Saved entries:
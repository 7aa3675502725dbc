use anyhow::Context;
use dotenvy::dotenv;
use tokio::net::TcpListener;
use tracing_subscriber::{fmt, EnvFilter};

use roam_backend::config::ServerConfig;

#[tokio::main]
async fn main() -> anyhow::Result<()> {
    dotenv().ok();

    let filter = EnvFilter::try_from_default_env()
        .unwrap_or_else(|_| EnvFilter::new("info,roam_backend=debug,tower_http=info"));
    fmt()
        .with_env_filter(filter)
        .with_target(true)
        .with_file(true)
        .with_line_number(true)
        .init();

    let config = ServerConfig::from_env()?;
    config.validate()?;
    tracing::debug!(?config, "Loaded server config");

    let app = roam_backend::app(&config);
    let listener = TcpListener::bind(("0.0.0.0", config.port))
        .await
        .with_context(|| format!("failed to bind port {}", config.port))?;
    tracing::info!(
        "Serving {} on port {} ({})",
        config.dist_dir.display(),
        config.port,
        config.environment
    );
    axum::serve(listener, app.into_make_service()).await?;
    Ok(())
}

-- What you should do --
Please write out the entries above in full, exactly as they read.

-- Solution to the exercise --
repository 7aa3675502725dbc
use anyhow::Context;
use dotenvy::dotenv;
use tokio::net::TcpListener;
use tracing_subscriber::{fmt, EnvFilter};

use roam_backend::config::ServerConfig;

#[tokio::main]
async fn main() -> anyhow::Result<()> {
    dotenv().ok();

    let filter = EnvFilter::try_from_default_env()
        .unwrap_or_else(|_| EnvFilter::new("info,roam_backend=debug,tower_http=info"));
    fmt()
        .with_env_filter(filter)
        .with_target(true)
        .with_file(true)
        .with_line_number(true)
        .init();

    let config = ServerConfig::from_env()?;
    config.validate()?;
    tracing::debug!(?config, "Loaded server config");

    let app = roam_backend::app(&config);
    let listener = TcpListener::bind(("0.0.0.0", config.port))
        .await
        .with_context(|| format!("failed to bind port {}", config.port))?;
    tracing::info!(
        "Serving {} on port {} ({})",
        config.dist_dir.display(),
        config.port,
        config.environment
    );
    axum::serve(listener, app.into_make_service()).await?;
    Ok(())
}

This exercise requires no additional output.